How to Go Above and Beyond as Maid of Honor

Asia Pimentel Photography

As the maid of honor, you take your role seriously—as you should, since you have one of the most important jobs in the entire wedding aside from the bride and groom. In addition, this person whom you are maid of honor for is likely someone you care about deeply, be it your sister, cousin, or best friend, so you not only want to be their maid of honor, but you want to be a great one at that, even going above and beyond when you can. Here are some ways to be the rockstar maid of honor she never knew she needed you to be.

Related: Maid-of-Honor Dilemma: When to Step in on Behalf of the Bride

Check in with the bride on a regular basis.

Chances are, you do this already, but it's even more important to remember to do so during your reign as maid of honor. Shoot her a text here and there not only asking how she is, but if she needs help with anything wedding-related at all (even to-dos that aren't in your realm of responsibility). Not only will the bride be helpful to have an extra set of hands (even if she doesn't use them), but she'll so appreciate that you offered.

Corral the bridesmaids.

If you can coordinate all the bridesmaids together early on without the bride's involvement, go for it. This will seriously save the bride some time and energy. Taylor Keenan, owner of Events Custom Taylored, suggests jumping on a group text or email chain early on and introducing yourself. "If you all live within close proximity, consider going to brunch with the bride and having a little pre-celebration in her honor," she says.

Handle all things bachelorette-related.

While you might already be prepared to plan the bachelorette party, consider going the extra mile by handling all the financials involved, too. "Often, this is the first time a group of friends from different sides of the bride's life are meeting for the first time, and sharing expenses related to a bachelorette party can be awkward—especially when some people can't afford a three-day weekend in Cabo," says Amy Nichols, wedding planner and owner of Amy Nichols Special Events. "Some people might not bat an eyelash spending $1,000 on a bachelorette weekend, whereas spending even $200 could be a real stretch for a bridesmaid." She suggests trying to help the bride find a happy middle ground.

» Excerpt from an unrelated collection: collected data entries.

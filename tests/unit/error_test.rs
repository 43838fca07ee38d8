//! Tests for error types

use std::path::PathBuf;

use roster_mailer::core::MailerError;

#[test]
fn test_lock_acquisition_error() {
    let err = MailerError::LockAcquisition {
        path: PathBuf::from("local_db/sent_emails.json"),
        attempts: 6,
    };
    assert_eq!(
        format!("{err}"),
        "lock acquisition failed for local_db/sent_emails.json after 6 attempts"
    );
}

#[test]
fn test_not_found_errors_mention_not_found() {
    assert_eq!(format!("{}", MailerError::MemberNotFound(7)), "member 7 not found");
    assert_eq!(format!("{}", MailerError::TemplateNotFound(2)), "template 2 not found");
}

#[test]
fn test_transport_error_is_raw_message() {
    let err = MailerError::Transport("quota exceeded".to_string());
    assert_eq!(format!("{err}"), "quota exceeded");
}

#[test]
fn test_config_error() {
    let err = MailerError::Config("missing smtp".to_string());
    assert_eq!(format!("{err}"), "configuration error: missing smtp");
}

#[test]
fn test_parse_error_from_serde() {
    let parse = serde_json::from_str::<Vec<u32>>("[1,").unwrap_err();
    let err: MailerError = parse.into();
    assert!(format!("{err}").starts_with("parse error:"));
}

#[test]
fn test_anyhow_conversion() {
    let err: anyhow::Error = MailerError::Render("bad tag".to_string()).into();
    assert_eq!(err.to_string(), "render error: bad tag");
}
//! Email template store.

use std::fs;
use std::path::{Path, PathBuf};

use parking_lot::RwLock;
use tracing::{error, warn};

use crate::core::{EmailTemplate, MailerResult, TemplateId};

/// Lookup of stored email templates.
pub trait TemplateStore: Send + Sync {
    /// Every stored template.
    fn all(&self) -> Vec<EmailTemplate>;

    /// The template with identifier `id`.
    fn find_by_id(&self, id: TemplateId) -> Option<EmailTemplate> {
        self.all().into_iter().find(|t| t.id == id)
    }
}

/// Templates persisted as a JSON array of `{id, subject, template_path}`.
#[derive(Debug, Clone)]
pub struct JsonTemplateStore {
    path: PathBuf,
}

impl JsonTemplateStore {
    /// Store backed by `path`.
    pub fn new(path: impl Into<PathBuf>) -> Self {
        Self { path: path.into() }
    }

    /// Template file location.
    pub fn path(&self) -> &Path {
        &self.path
    }

    fn load(&self) -> MailerResult<Vec<EmailTemplate>> {
        if !self.path.exists() {
            warn!(path = %self.path.display(), "template store not found");
            return Ok(Vec::new());
        }
        let raw = fs::read_to_string(&self.path)?;
        if raw.trim().is_empty() {
            return Ok(Vec::new());
        }
        Ok(serde_json::from_str(&raw)?)
    }
}

impl TemplateStore for JsonTemplateStore {
    fn all(&self) -> Vec<EmailTemplate> {
        self.load().unwrap_or_else(|e| {
            error!(path = %self.path.display(), error = %e, "failed to load templates");
            Vec::new()
        })
    }
}

/// Templates held in memory.
#[derive(Debug, Default)]
pub struct InMemoryTemplateStore {
    templates: RwLock<Vec<EmailTemplate>>,
}

impl InMemoryTemplateStore {
    /// Store seeded with `templates`.
    pub fn new(templates: Vec<EmailTemplate>) -> Self {
        Self {
            templates: RwLock::new(templates),
        }
    }

    /// Add or replace a template by identifier.
    pub fn insert(&self, template: EmailTemplate) {
        let mut templates = self.templates.write();
        templates.retain(|t| t.id != template.id);
        templates.push(template);
    }
}

impl TemplateStore for InMemoryTemplateStore {
    fn all(&self) -> Vec<EmailTemplate> {
        self.templates.read().clone()
    }
}
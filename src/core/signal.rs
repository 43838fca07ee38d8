//! Typed publish/subscribe bus connecting roster sync, enqueue, and processing.
//!
//! Signals form a closed enum so a misspelled event cannot silently go
//! unheard. Handlers run synchronously on the publishing task and must stay
//! cheap: the scheduler's handlers only push into a debounced buffer.

use std::collections::HashMap;
use std::panic::{catch_unwind, AssertUnwindSafe};
use std::sync::atomic::{AtomicU64, Ordering};
use std::sync::Arc;

use parking_lot::RwLock;
use tracing::{debug, error, warn};

use crate::core::model::RosterRecord;

/// A signal emitted by a producer.
#[derive(Debug, Clone)]
pub enum Signal {
    /// A roster record was seen for the first time.
    RecordCreated(RosterRecord),
    /// An enqueue pass appended this many new ledger entries.
    EmailsEnqueued(usize),
}

impl Signal {
    /// Kind used for subscription routing.
    pub const fn kind(&self) -> SignalKind {
        match self {
            Self::RecordCreated(_) => SignalKind::RecordCreated,
            Self::EmailsEnqueued(_) => SignalKind::EmailsEnqueued,
        }
    }
}

/// Discriminant of [`Signal`].
#[derive(Debug, Clone, Copy, PartialEq, Eq, Hash)]
pub enum SignalKind {
    /// See [`Signal::RecordCreated`].
    RecordCreated,
    /// See [`Signal::EmailsEnqueued`].
    EmailsEnqueued,
}

/// Handle returned by [`SignalBus::subscribe`], used to unsubscribe.
#[derive(Debug, Clone, Copy, PartialEq, Eq, Hash)]
pub struct SubscriptionId(u64);

type Handler = Arc<dyn Fn(&Signal) + Send + Sync>;

/// In-process signal bus.
#[derive(Default)]
pub struct SignalBus {
    handlers: RwLock<HashMap<SignalKind, Vec<(SubscriptionId, Handler)>>>,
    next_id: AtomicU64,
}

impl SignalBus {
    /// Create an empty bus.
    pub fn new() -> Self {
        Self::default()
    }

    /// Register `handler` for every signal of `kind`.
    pub fn subscribe<F>(&self, kind: SignalKind, handler: F) -> SubscriptionId
    where
        F: Fn(&Signal) + Send + Sync + 'static,
    {
        let id = SubscriptionId(self.next_id.fetch_add(1, Ordering::Relaxed));
        self.handlers
            .write()
            .entry(kind)
            .or_default()
            .push((id, Arc::new(handler)));
        debug!(?kind, "listener registered");
        id
    }

    /// Remove a previously registered handler. Returns whether it existed.
    pub fn unsubscribe(&self, kind: SignalKind, id: SubscriptionId) -> bool {
        let mut handlers = self.handlers.write();
        let Some(list) = handlers.get_mut(&kind) else {
            return false;
        };
        let before = list.len();
        list.retain(|(sid, _)| *sid != id);
        let removed = list.len() != before;
        if removed {
            debug!(?kind, "listener removed");
        }
        removed
    }

    /// Deliver `signal` to every handler of its kind and return how many ran.
    ///
    /// A panicking handler is logged and does not stop the others.
    pub fn publish(&self, signal: &Signal) -> usize {
        let kind = signal.kind();
        // Snapshot so handlers may subscribe or publish without deadlocking.
        let handlers: Vec<Handler> = self
            .handlers
            .read()
            .get(&kind)
            .map(|list| list.iter().map(|(_, h)| Arc::clone(h)).collect())
            .unwrap_or_default();

        if handlers.is_empty() {
            warn!(?kind, "no listeners registered for signal");
            return 0;
        }

        debug!(?kind, listeners = handlers.len(), "signal published");
        let mut delivered = 0;
        for handler in handlers {
            match catch_unwind(AssertUnwindSafe(|| handler(signal))) {
                Ok(()) => delivered += 1,
                Err(_) => error!(?kind, "signal listener panicked"),
            }
        }
        delivered
    }

    /// Number of handlers registered for `kind`.
    pub fn listener_count(&self, kind: SignalKind) -> usize {
        self.handlers.read().get(&kind).map_or(0, Vec::len)
    }
}

impl std::fmt::Debug for SignalBus {
    fn fmt(&self, f: &mut std::fmt::Formatter<'_>) -> std::fmt::Result {
        let handlers = self.handlers.read();
        f.debug_struct("SignalBus")
            .field("record_created", &handlers.get(&SignalKind::RecordCreated).map_or(0, Vec::len))
            .field("emails_enqueued", &handlers.get(&SignalKind::EmailsEnqueued).map_or(0, Vec::len))
            .finish()
    }
}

Be there for the little moments.

Even with a wedding planner, organizing the details of the big day can be stressful. "There are so many different aspects from in laws, to parents to guest list to budget that one can easily get overwhelmed," says Keenan. "If you know the bride has had a long day of planning, surprise her at her doorstep with a bottle of Champagne or wine or dinner to let her know you are there for her."

Be her wedding-day go-to.

No matter who else the bride has to rely on, be it her mom or a wedding planner, take it upon yourself to make sure she is cool, calm, and collected the day of her wedding. "Greet her in the morning and make sure she eats or organize brunch to be delivered while you're getting ready," suggests Keenan. "It may be one of the only times that day she will be able to eat so make sure you schedule enough time for it."

Have an emergency bag.

You never know what the bride might need super last minute on her big day. "An emergency bag complete with nail files, spray deodorant, hair spray, dry shampoo, face wipes, oil sheets, Q-tips, cotton swabs, bobby pins, safety pins, fashion tape, shoe inserts, band aids, liquid band aids, blister bandages, personal fan, mints, sewing kit, mouthwash, etc. can seriously come in handy," says Keenan. "You can never be too prepared."